Что же касается «Газпрома», то здесь ситуация более тяжелая, потому что это все-таки не компания, а национальное достояние, если можно так выразиться, и ее репутацию, которая и так на международной арене сводится к тому, что это буквально оружие РФ, испортить не так-то просто. Наверное, поэтому они с местным населением работают гораздо меньше, и, как следствие, в этом отношении в Ямало-Ненецком округе проблем намного больше, чем в ХМАО, несмотря на то, что там более многочисленное местное население.
«Если у нас заявить внутри страны: «Не покупайте продукцию ЛУКОЙЛа, потому что он мучает хантов», — то люди у нас на это не отреагируют. Но дело в том, что в основном все эти компании получают прибыль от продажи продукта за рубеж, а там на это реагируют». Фото greenpeace.org
— Расскажите подробнее, как проблемы во взаимоотношениях между местными и нефтяниками используются конкурирующими компаниями?
— Конфликты действительно используются, но в России это не очень заметно. Если у нас заявить внутри страны: «Не покупайте продукцию ЛУКОЙЛа, потому что он мучает хантов», — то люди у нас на это не отреагируют. Но дело в том, что в основном все эти компании получают прибыль от продажи продукта за рубеж, а там на это реагируют. Если где-нибудь во Франции объявляется тендер на строительство заправочной станции, то аргумент «ЛУКОЙЛ мучает хантов», в принципе, срабатывает. Так что в конкурентной борьбе конфликты используются регулярно.
Я, например, знаю, что «Shell» в свое время проиграл тому же ЛУКОЙЛу несколько контрактов, потому что российская компания накопала материалы о немного некорректном поведении своего конкурента во время иракской или иранской кампании.
На что «выменивают» нефть у коренных жителей
— Действительно ли не выплачиваются компенсации коренному населению?
— Повторюсь, что компании стараются работать с местным населением, но иногда это получается не очень хорошо: довольно часто они не понимают нужд населения, и зачастую эта работа выливается просто в выплату компенсаций, причем иногда довольно больших. Но дело в том, что, если людям просто дать много денег, то это, как мне кажется, не очень хорошо — это разрушает традиционную культуру: они перестанут заниматься оленеводством и просто будут жить на компенсации. Еще один вопрос — в каком виде они выплачиваются и насколько справедливо.

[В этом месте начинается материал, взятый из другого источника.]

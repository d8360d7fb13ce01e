//! Forced-Tool Path (C6).
//!
//! Used when execution carries a populated `tool_parameters` alongside
//! `suggested_tools`. Bypasses the agent-service gRPC entirely and calls
//! the LLM service's `/agent/query` directly with a `forced_tool_calls`
//! payload.
//!
//! Exactly one tool is forced per call. When multiple `suggested_tools`
//! are present, the first is selected — the remainder are advisory only
//! on this path (see DESIGN.md for the rationale).

use crate::clients::{AgentQueryRequest, ForcedToolCall, LlmServiceClient};
use crate::event_bus::EventPublisher;
use crate::events::AgentEventType;
use crate::sanitize::sanitize_tool_params;
use crate::tool_cost::ToolCostCache;
use crate::types::{AgentExecutionInput, AgentExecutionResult, ContextMap, ContextValue};
use crate::{error::AgentCoreError, pricing};
use std::sync::Arc;
use std::time::Instant;

pub struct ForcedToolPath {
    llm: Arc<dyn LlmServiceClient>,
    tool_cost: Arc<ToolCostCache>,
    events: Arc<EventPublisher>,
}

impl ForcedToolPath {
    pub fn new(llm: Arc<dyn LlmServiceClient>, tool_cost: Arc<ToolCostCache>, events: Arc<EventPublisher>) -> Self {
        Self { llm, tool_cost, events }
    }

    pub async fn execute(
        &self,
        input: &AgentExecutionInput,
        runtime_workflow_id: &str,
    ) -> Result<AgentExecutionResult, AgentCoreError> {
        let started_at = Instant::now();
        let workflow_key = input.event_workflow_id(runtime_workflow_id).to_string();

        let Some(tool_name) = input.suggested_tools.first().cloned() else {
            return Ok(AgentExecutionResult::empty_failure(
                "forced-tool path requires at least one suggested tool",
            ));
        };

        let raw_params = input
            .tool_parameters
            .as_ref()
            .and_then(|m| m.get(&tool_name))
            .cloned()
            .unwrap_or(serde_json::Value::Object(Default::default()));

        let sanitized_params = sanitize_context_value(&raw_params);

        self.events.publish_with_payload(
            &workflow_key,
            input.parent_workflow_id.as_deref(),
            AgentEventType::ToolInvoked,
            &input.agent_id,
            format!("invoking {tool_name} with forced parameters"),
            serde_json::json!({ "tool_name": tool_name, "parameters": sanitized_params }),
        );

        let req = AgentQueryRequest {
            query: input.query.clone(),
            context: serde_json::Value::from(&crate::sanitize::sanitize_context(&input.context)),
            max_tokens: None,
            temperature: None,
            agent_id: input.agent_id.clone(),
            model_tier: None,
            forced_tool_calls: Some(vec![ForcedToolCall {
                tool_name: tool_name.clone(),
                parameters: raw_params,
            }]),
            session_context: None,
        };

        let response = self.llm.agent_query(req).await;

        let duration_ms = started_at.elapsed().as_millis() as u64;

        let response = match response {
            Ok(r) => r,
            Err(e) => {
                self.events.publish_with_payload(
                    &workflow_key,
                    input.parent_workflow_id.as_deref(),
                    AgentEventType::ToolObservation,
                    &input.agent_id,
                    format!("{tool_name} failed: {e}"),
                    serde_json::json!({ "tool_name": tool_name, "success": false, "duration_ms": duration_ms }),
                );
                return Ok(AgentExecutionResult {
                    duration_ms,
                    ..AgentExecutionResult::empty_failure(e.to_string())
                });
            }
        };

        self.events.publish_with_payload(
            &workflow_key,
            input.parent_workflow_id.as_deref(),
            AgentEventType::ToolObservation,
            &input.agent_id,
            "tool call complete",
            serde_json::json!({
                "tool_name": tool_name,
                "success": response.success,
                "duration_ms": duration_ms,
            }),
        );

        let input_tokens = response.metadata.input_tokens.unwrap_or(0);
        let output_tokens = response.metadata.output_tokens.unwrap_or(0);
        let tokens_used = response.tokens_used.unwrap_or(input_tokens + output_tokens);

        let tool_cost = self.tool_cost.get(&tool_name).await;
        let llm_cost = response.metadata.cost_usd.unwrap_or_else(|| {
            if input_tokens > 0 || output_tokens > 0 {
                pricing::estimate_split(response.model_used.as_deref(), input_tokens, output_tokens)
            } else {
                0.0
            }
        });

        let result = AgentExecutionResult {
            response: response.response,
            tokens_used,
            input_tokens,
            output_tokens,
            model: response.model_used,
            provider: response.provider,
            duration_ms,
            success: response.success,
            error: None,
            tools_used: vec![tool_name],
            tool_executions: Vec::new(),
            cost_usd: llm_cost + tool_cost,
        };

        self.events.publish_with_payload(
            &workflow_key,
            input.parent_workflow_id.as_deref(),
            AgentEventType::LlmOutput,
            &input.agent_id,
            "forced-tool execution complete",
            serde_json::json!({
                "tokens_used": result.tokens_used,
                "model": result.model,
                "provider": result.provider,
                "cost_usd": result.cost_usd,
                "duration_ms": result.duration_ms,
            }),
        );

        Ok(result)
    }
}

fn sanitize_context_value(value: &serde_json::Value) -> serde_json::Value {
    let map: ContextMap = match value {
        serde_json::Value::Object(_) => {
            let cv = ContextValue::from(value);
            match cv {
                ContextValue::Map(m) => m,
                _ => return value.clone(),
            }
        }
        _ => return value.clone(),
    };
    serde_json::Value::from(&ContextValue::Map(sanitize_tool_params(&map)))
}
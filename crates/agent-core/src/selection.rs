//! Agent Selection (C12).
//!
//! Two exploration policies over `AgentPerformance` rows, both guarded by a
//! single process-wide PRNG instance (mutex-protected, matching the rest of
//! this crate's posture on shared mutable state).

use crate::types::AgentPerformance;
use once_cell::sync::Lazy;
use parking_lot::Mutex;
use rand::rngs::StdRng;
use rand::{Rng, SeedableRng};

const DEFAULT_AGENT_ID: &str = "default-agent";

static PROCESS_RNG: Lazy<Mutex<StdRng>> = Lazy::new(|| Mutex::new(StdRng::from_entropy()));

fn next_f64() -> f64 {
    PROCESS_RNG.lock().gen::<f64>()
}

fn uniform_index(len: usize) -> usize {
    PROCESS_RNG.lock().gen_range(0..len)
}

/// ε-greedy selection. `performances` is assumed pre-sorted descending by
/// success rate; with probability `epsilon` a uniform random pick is made
/// from `available_agent_ids` (falling back to the performance list itself
/// when the available-ids list is empty), otherwise the top-ranked agent
/// wins. An empty input set returns [`DEFAULT_AGENT_ID`], never an error —
/// this is treated as data-unavailable, not a selection failure (see
/// DESIGN.md's Open Question decision).
pub fn epsilon_greedy(
    performances: &[AgentPerformance],
    available_agent_ids: &[String],
    epsilon: f64,
) -> String {
    if performances.is_empty() && available_agent_ids.is_empty() {
        return DEFAULT_AGENT_ID.to_string();
    }

    if next_f64() < epsilon {
        let pool: Vec<&str> = if !available_agent_ids.is_empty() {
            available_agent_ids.iter().map(String::as_str).collect()
        } else {
            performances.iter().map(|p| p.agent_id.as_str()).collect()
        };
        if pool.is_empty() {
            return DEFAULT_AGENT_ID.to_string();
        }
        return pool[uniform_index(pool.len())].to_string();
    }

    performances
        .first()
        .map(|p| p.agent_id.clone())
        .or_else(|| available_agent_ids.first().cloned())
        .unwrap_or_else(|| DEFAULT_AGENT_ID.to_string())
}

/// UCB1 selection using the simplified ratio `success_rate + sqrt(2) *
/// total_selections / runs` rather than the classical logarithmic-regret
/// term (a documented deviation — both are monotone in sparsity). Rows with `run_count
/// == 0` are treated as having infinite score (unexplored agents are always
/// tried first).
pub fn ucb1(performances: &[AgentPerformance]) -> String {
    if performances.is_empty() {
        return DEFAULT_AGENT_ID.to_string();
    }

    let total_selections: u64 = performances.iter().map(|p| p.run_count).sum();

    let mut best: Option<(&AgentPerformance, f64)> = None;
    for p in performances {
        let score = if p.run_count == 0 {
            f64::INFINITY
        } else {
            p.success_rate + std::f64::consts::SQRT_2 * total_selections as f64 / p.run_count as f64
        };
        match best {
            Some((_, best_score)) if best_score >= score => {}
            _ => best = Some((p, score)),
        }
    }

    best.map(|(p, _)| p.agent_id.clone()).unwrap_or_else(|| DEFAULT_AGENT_ID.to_string())
}
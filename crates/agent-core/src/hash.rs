//! Sentence hashing for the citation placement engine.
//!
//! Citations are anchored to sentences by a short hash rather than by raw
//! text, so that minor LLM paraphrasing of the numbered report it echoes
//! back doesn't break placement. The hash is computed over a
//! "hash-normalized" form of the sentence (letters and digits only) so that
//! whitespace/punctuation drift never causes a spurious mismatch.

use md5::{Digest, Md5};
use serde::{Deserialize, Deserializer, Serialize, Serializer};
use std::fmt;

/// First 6 hex characters of MD5 over the hash-normalized sentence.
///
/// Serializes as a plain 6-character hex string.
///
/// # Examples
///
/// ```
/// use agent_core::hash::Hash6;
///
/// let hash = Hash6::of_sentence("Founded in 2020.");
/// assert_eq!(hash.as_str().len(), 6);
/// ```
#[derive(Clone, Copy, PartialEq, Eq, Hash, Default)]
pub struct Hash6([u8; 6]);

impl Hash6 {
    /// Hash-normalize a sentence: keep only ASCII/Unicode letters and digits.
    pub fn hash_normalize(sentence: &str) -> String {
        sentence
            .chars()
            .filter(|c| c.is_alphanumeric())
            .flat_map(|c| c.to_lowercase())
            .collect()
    }

    /// Compute the hash6 of a sentence by hash-normalizing then MD5-hashing it.
    pub fn of_sentence(sentence: &str) -> Self {
        Self::of_normalized(&Self::hash_normalize(sentence))
    }

    /// Compute the hash6 of an already-normalized string.
    pub fn of_normalized(normalized: &str) -> Self {
        let digest = Md5::digest(normalized.as_bytes());
        let hex = format!("{:x}", digest);
        let mut buf = [0u8; 6];
        buf.copy_from_slice(hex.as_bytes().get(0..6).unwrap_or(b"000000"));
        Self(buf)
    }

    /// Parse from a 6-character hex string.
    pub fn from_hex(s: &str) -> Option<Self> {
        if s.len() != 6 || !s.bytes().all(|b| b.is_ascii_hexdigit()) {
            return None;
        }
        let mut buf = [0u8; 6];
        buf.copy_from_slice(s.as_bytes());
        Some(Self(buf))
    }

    pub fn as_str(&self) -> &str {
        // SAFETY-free: constructed only from ascii-hexdigit bytes.
        std::str::from_utf8(&self.0).unwrap_or("000000")
    }
}

impl fmt::Debug for Hash6 {
    fn fmt(&self, f: &mut fmt::Formatter<'_>) -> fmt::Result {
        write!(f, "Hash6({})", self.as_str())
    }
}

impl fmt::Display for Hash6 {
    fn fmt(&self, f: &mut fmt::Formatter<'_>) -> fmt::Result {
        f.write_str(self.as_str())
    }
}

impl Serialize for Hash6 {
    fn serialize<S: Serializer>(&self, serializer: S) -> Result<S::Ok, S::Error> {
        serializer.serialize_str(self.as_str())
    }
}

impl<'de> Deserialize<'de> for Hash6 {
    fn deserialize<D: Deserializer<'de>>(deserializer: D) -> Result<Self, D::Error> {
        let s = String::deserialize(deserializer)?;
        Self::from_hex(&s).ok_or_else(|| serde::de::Error::custom("expected 6-char hex string"))
    }
}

Дело в том, что в ХМАО есть понятие родовых угодий, которые местное население может оформлять под себя. Если на этих территориях будет вестись какая-то производственная деятельность, то компаниям придется как-то решать этот вопрос с владельцами земли (и они всегда находят выход). Другое дело в Ямало-Ненецком округе — там, если ты оленевод и входишь в состав родовой общины, то у тебя практически нет земли, которую ты можешь назвать своей. Совхозам там полагаются выплаты за упущенную прибыль — у них портятся пастбища и так далее, но здесь тоже есть вопрос о справедливости подобной компенсации. В Канаде, например, коренное население получает «роялти» — не компенсацию за упущенную прибыль, а некую часть доходов от эксплуатации месторождений. Мне кажется, что такая система была бы более справедливой.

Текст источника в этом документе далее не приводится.